The Civil War was all but won. A war that had begun over the matter of whether the United States was divisible or not had become a moral crusade to end slavery once and for all. The anti-slavery Union was about to prevail over the pro-slavery Confederacy.
The Emancipation Proclamation was more than two years old.
So why, in 1865, was Abraham Lincoln employing all the powers of his office and his considerable skills of political persuasion in an attempt to pass and ratify the 13th Amendment to the Constitution of the United States? The one that banned slavery from the entire nation forevermore.
Wasn’t the matter settled?
Not by a long shot.
Once the war was over, the moral crusade finished, the legal argument for the Emancipation Proclamation — confiscating property from a hostile power — made moot, the chances that slavery would rise again from the ashes of the Old South were far too great.
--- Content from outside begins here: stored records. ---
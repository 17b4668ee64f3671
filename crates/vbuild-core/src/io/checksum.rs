//! Content digest verification.
//!
//! The algorithm is chosen by the length of the expected digest (see
//! [`vbuild_schema::hash`]). Each algorithm is a backend that can be marked
//! unavailable; an unavailable backend skips verification instead of failing.

use std::collections::HashSet;
use std::fs::File;
use std::io::{self, BufReader, Read};
use std::path::Path;

use md5::Md5;
use sha1::Sha1;
use sha2::{Digest, Sha256};
use tracing::{debug, warn};
use vbuild_schema::{Checksum, ChecksumAlgorithm, ChecksumError};

/// Outcome of a verification attempt.
#[derive(Debug, Clone, PartialEq, Eq)]
pub enum Verification {
    /// The file matches the expected digest.
    Passed,
    /// No digest was expected, or the algorithm is unavailable.
    Skipped,
    /// The file's digest differs.
    Failed {
        algorithm: ChecksumAlgorithm,
        actual: String,
    },
}

impl Verification {
    /// Whether the pipeline may proceed with the file.
    pub fn is_ok(&self) -> bool {
        !matches!(self, Self::Failed { .. })
    }
}

/// Computes and compares MD5/SHA-1/SHA-256 digests.
#[derive(Debug, Clone)]
pub struct Verifier {
    unavailable: HashSet<ChecksumAlgorithm>,
}

impl Default for Verifier {
    fn default() -> Self {
        Self::new()
    }
}

impl Verifier {
    /// A verifier with every algorithm available.
    pub fn new() -> Self {
        Self {
            unavailable: HashSet::new(),
        }
    }

    /// Mark an algorithm as unavailable on this host.
    #[must_use]
    pub fn without(mut self, algorithm: ChecksumAlgorithm) -> Self {
        self.unavailable.insert(algorithm);
        self
    }

    pub fn is_available(&self, algorithm: ChecksumAlgorithm) -> bool {
        !self.unavailable.contains(&algorithm)
    }

    /// Mirrors are addressed by SHA-256; without it they cannot be used.
    pub fn supports_mirrors(&self) -> bool {
        self.is_available(ChecksumAlgorithm::Sha256)
    }

    /// Verify `path` against `expected` (hex, any case).
    ///
    /// An empty `expected` always passes as [`Verification::Skipped`].
    ///
    /// # Errors
    ///
    /// Returns `ChecksumError` when `expected` has an unsupported length or
    /// is not hex. I/O failures while reading the file are reported as a
    /// failed verification rather than an error.
    pub fn verify(&self, path: &Path, expected: &str) -> Result<Verification, ChecksumError> {
        let Some(checksum) = Checksum::parse(expected)? else {
            return Ok(Verification::Skipped);
        };
        Ok(self.verify_checksum(path, &checksum))
    }

    /// Verify against an already-parsed digest.
    pub fn verify_checksum(&self, path: &Path, checksum: &Checksum) -> Verification {
        let algorithm = checksum.algorithm();
        if !self.is_available(algorithm) {
            warn!("{algorithm} unavailable, skipping verification of {}", path.display());
            return Verification::Skipped;
        }

        match digest_file(path, algorithm) {
            Ok(actual) if checksum.matches(&actual) => {
                debug!("{algorithm} ok for {}", path.display());
                Verification::Passed
            }
            Ok(actual) => Verification::Failed { algorithm, actual },
            Err(e) => {
                debug!("could not hash {}: {e}", path.display());
                Verification::Failed {
                    algorithm,
                    actual: String::new(),
                }
            }
        }
    }
}

/// Hex digest of a file's contents.
pub fn digest_file(path: &Path, algorithm: ChecksumAlgorithm) -> io::Result<String> {
    let reader = BufReader::new(File::open(path)?);
    match algorithm {
        ChecksumAlgorithm::Md5 => hash_reader::<Md5>(reader),
        ChecksumAlgorithm::Sha1 => hash_reader::<Sha1>(reader),
        ChecksumAlgorithm::Sha256 => hash_reader::<Sha256>(reader),
    }
}

fn hash_reader<D: Digest>(mut reader: impl Read) -> io::Result<String> {
    let mut hasher = D::new();
    let mut buf = [0u8; 64 * 1024];
    loop {
        let n = reader.read(&mut buf)?;
        if n == 0 {
            break;
        }
        hasher.update(&buf[..n]);
    }
    Ok(hex::encode(hasher.finalize()))
}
Something had to be written down, in our most basic law, that made the prohibition of slavery basic to our nation.
The fact that even after the 13th Amendment banning slavery, and the 14th Amendment promising equal protection of the law, were ratified, America began more than a century of official racism collectively called “Jim Crow” proved that Lincoln’s fears were fully justified.
Some may say that the battle for sexual equality is all but won. Women hold public office at all levels across most of the nation and are taken seriously as candidates for president. Of the nine justices of the U.S. Supreme Court, three are female. Laws and policies stand against sex discrimination in the workplace and in government. Abortion is a constitutional right. Marriage and adoption rights for same-sex couples are recognized (nearly) across the land. Women increasingly participate in all aspects of adult life, including the military.
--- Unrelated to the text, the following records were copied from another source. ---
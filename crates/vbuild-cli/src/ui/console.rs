//! Line-oriented reporter writing to stderr.

use std::path::Path;
use std::sync::Mutex;

use vbuild_core::Reporter;

use super::progress::format_progress;

/// Prints progress to stderr. With `quiet`, only warnings and errors.
#[derive(Debug)]
pub struct ConsoleReporter {
    quiet: bool,
    /// Last reported download decile, to avoid a line per chunk.
    last_step: Mutex<Option<u64>>,
}

impl ConsoleReporter {
    pub fn new(quiet: bool) -> Self {
        Self {
            quiet,
            last_step: Mutex::new(None),
        }
    }

    fn say(&self, msg: &str) {
        if !self.quiet {
            eprintln!("{msg}");
        }
    }

    /// Whether this progress update crosses a new 10% step.
    fn should_report(&self, current: u64, total: Option<u64>) -> bool {
        let step = match total.filter(|&t| t > 0) {
            Some(t) => current.min(t) * 10 / t,
            // Unknown size: every 4 MiB
            None => current / (4 * 1024 * 1024),
        };
        let Ok(mut last) = self.last_step.lock() else {
            return false;
        };
        if current == 0 {
            *last = None;
        }
        if *last == Some(step) {
            return false;
        }
        *last = Some(step);
        true
    }
}

impl Reporter for ConsoleReporter {
    fn section(&self, title: &str) {
        self.say(&format!("==> {title}"));
    }

    fn downloading(&self, file: &str, current: u64, total: Option<u64>) {
        if !self.quiet && self.should_report(current, total) {
            eprintln!("Downloading {file}: {}", format_progress(current, total));
        }
    }

    fn reused(&self, file: &str, from: &Path) {
        self.say(&format!("Reusing {file} from {}", from.display()));
    }

    fn extracting(&self, file: &str) {
        self.say(&format!("Extracting {file}"));
    }

    fn installing(&self, name: &str, prefix: &Path) {
        self.say(&format!("Installing {name} to {}", prefix.display()));
    }

    fn done(&self, name: &str, prefix: &Path) {
        self.say(&format!("Installed {name} to {}", prefix.display()));
    }

    fn info(&self, msg: &str) {
        self.say(msg);
    }

    fn warning(&self, msg: &str) {
        eprintln!("warning: {msg}");
    }

    fn error(&self, msg: &str) {
        eprintln!("error: {msg}");
    }
}

#[cfg(test)]
mod tests {
    use super::*;

    #[test]
    fn progress_is_throttled_to_steps() {
        let r = ConsoleReporter::new(false);
        assert!(r.should_report(0, Some(1000)));
        assert!(!r.should_report(50, Some(1000)));
        assert!(r.should_report(100, Some(1000)));
        assert!(!r.should_report(150, Some(1000)));
        assert!(r.should_report(1000, Some(1000)));
        // A new download starts over.
        assert!(r.should_report(0, Some(10)));
    }
}
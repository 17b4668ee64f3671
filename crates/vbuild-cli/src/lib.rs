//! vbuild - install a runtime version from a definition
#![allow(missing_docs)]
#![allow(clippy::missing_errors_doc)]
#![allow(clippy::doc_markdown)]
//!
//! ```text
//! vbuild [options] <VERSION> <PREFIX>
//! vbuild --definitions
//! ```
//!
//! Definitions are looked up in `$VBUILD_DEFINITIONS` and then in
//! `<VBUILD_ROOT>/definitions`. Exit codes: 0 success, 1 failure or bad
//! usage, 2 definition not found.

pub mod ui;

use std::path::PathBuf;

use clap::Parser;
use tracing::debug;
use vbuild_core::install::list_definitions;
use vbuild_core::{InstallOptions, InstallRequest, IpFamily, Settings, install};

use crate::ui::ConsoleReporter;

#[derive(Debug, Parser)]
#[command(name = "vbuild")]
#[command(version, about = "Install a runtime version into a prefix directory")]
pub struct Cli {
    /// Version to install (1.21.3, 21, 1.21rc, latest) or a path to a definition
    #[arg(id = "version_spec", value_name = "VERSION", required_unless_present = "definitions")]
    pub version: Option<String>,

    /// Directory to install into
    #[arg(required_unless_present = "definitions")]
    pub prefix: Option<PathBuf>,

    /// List all available definitions and exit
    #[arg(short = 'd', long)]
    pub definitions: bool,

    /// Keep the build workspace after a successful install
    #[arg(short, long, env = "VBUILD_KEEP_BUILD_PATH")]
    pub keep: bool,

    /// Follow the build log while installing
    #[arg(short, long)]
    pub verbose: bool,

    /// Disable download progress output
    #[arg(short, long)]
    pub quiet: bool,

    /// Resolve names to IPv4 addresses only
    #[arg(short = '4', long, conflicts_with = "ipv6")]
    pub ipv4: bool,

    /// Resolve names to IPv6 addresses only
    #[arg(short = '6', long)]
    pub ipv6: bool,

    /// Debug build: log every step and keep the workspace
    #[arg(short = 'g', long)]
    pub debug: bool,
}

impl Cli {
    pub fn ip_family(&self) -> IpFamily {
        if self.ipv4 {
            IpFamily::V4
        } else if self.ipv6 {
            IpFamily::V6
        } else {
            IpFamily::Any
        }
    }

    /// Default tracing filter when `RUST_LOG` is unset.
    pub fn log_filter(&self) -> &'static str {
        if self.debug {
            "debug"
        } else if self.verbose {
            "info"
        } else {
            "warn"
        }
    }

    /// The install this invocation asks for, if any.
    pub fn request(&self) -> Option<InstallRequest> {
        Some(InstallRequest {
            version_spec: self.version.clone()?,
            prefix: self.prefix.clone()?,
            options: InstallOptions {
                keep_workspace: self.keep,
                verbose: self.verbose,
                quiet: self.quiet,
                ip_family: self.ip_family(),
                debug: self.debug,
            },
        })
    }
}

/// Run a parsed command line, returning the process exit code.
pub async fn run(cli: &Cli) -> u8 {
    let settings = Settings::from_env();
    debug!("definition search path: {:?}", settings.definition_dirs);

    if cli.definitions {
        for id in list_definitions(&settings) {
            println!("{id}");
        }
        return 0;
    }

    let Some(request) = cli.request() else {
        eprintln!("vbuild: a version and a prefix are required (see --help)");
        return 1;
    };

    let reporter = ConsoleReporter::new(cli.quiet);
    match install(&request, &settings, &reporter).await {
        Ok(installed) => {
            if let Some(ws) = installed.workspace {
                eprintln!("Build workspace kept at {}", ws.display());
            }
            0
        }
        Err(failure) => {
            eprint!("\n{}", failure.report);
            u8::try_from(failure.exit_code()).unwrap_or(1)
        }
    }
}
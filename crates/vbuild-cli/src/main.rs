//! vbuild - install a runtime version from a definition

use std::process::ExitCode;

use anyhow::Result;
use clap::Parser;
use tracing_subscriber::EnvFilter;

use vbuild_cli::Cli;

#[tokio::main]
async fn main() -> Result<ExitCode> {
    // Usage errors exit 1; --help and --version exit 0.
    let cli = match Cli::try_parse() {
        Ok(cli) => cli,
        Err(e) => {
            let code = u8::from(e.use_stderr());
            e.print()?;
            return Ok(ExitCode::from(code));
        }
    };

    let filter =
        EnvFilter::try_from_default_env().unwrap_or_else(|_| EnvFilter::new(cli.log_filter()));
    tracing_subscriber::fmt()
        .with_env_filter(filter)
        .with_writer(std::io::stderr)
        .try_init()
        .map_err(anyhow::Error::msg)?;

    Ok(ExitCode::from(vbuild_cli::run(&cli).await))
}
Women have had the vote for almost 100 years.
So why are we seeing rallies and public calls for action — particularly in Utah — campaigning for this state to finally ratify the Equal Rights Amendment?
Isn’t the matter settled?
Not by a long shot.
The progress of women toward equality has been significant — some might say amazing — over the past four decades. But, as the experience of African Americans over the last century and a half has shown, progress is never certain. Backsliding is always to be feared. Gains must not only be celebrated but, to the extent humanly possible, cemented.
Women in America are still not assured of being treated as full members of society, in or out of government. Even laws and policies that seek to bring the sexes toward equality are unevenly enforced and subject to being ignored, changed or cast aside depending on the whims of those (often male) who hold power. Discrimination based on gender, marital status, pregnancy and such are less official policy than just old habits that managers (mostly male) fall into unless and until it is made crystal clear that such practices are not acceptable.
The old arguments against gender equality in the Constitution are mostly irrelevant, if not risible, not because they were false so much as because feared changes have come to pass and the nation is, if anything, better for it. Women have — or are at least more likely to have — the right to control their own bodies, to have children or not, to marry or not, to pursue careers or not, to serve in the military or not. The fear of equal rights for gays and lesbians has been established to be absurd.
Even claiming that the passage of the Equal Rights Amendment would mostly be symbolic is not convincing, as symbolic acts and statements in a free society have great meaning and influence. Opposing the ERA now must be seen as an attempt to preserve an escape hatch, a chance to reverse all the progress that has been made over the decades.
The ERA does not claim that men and women are identical. That would be absurd.
But it would enshrine in our basic law the idea that men and women are equal before the law. Which is what this country is all about.
Utah should ratify the Equal Rights Amendment.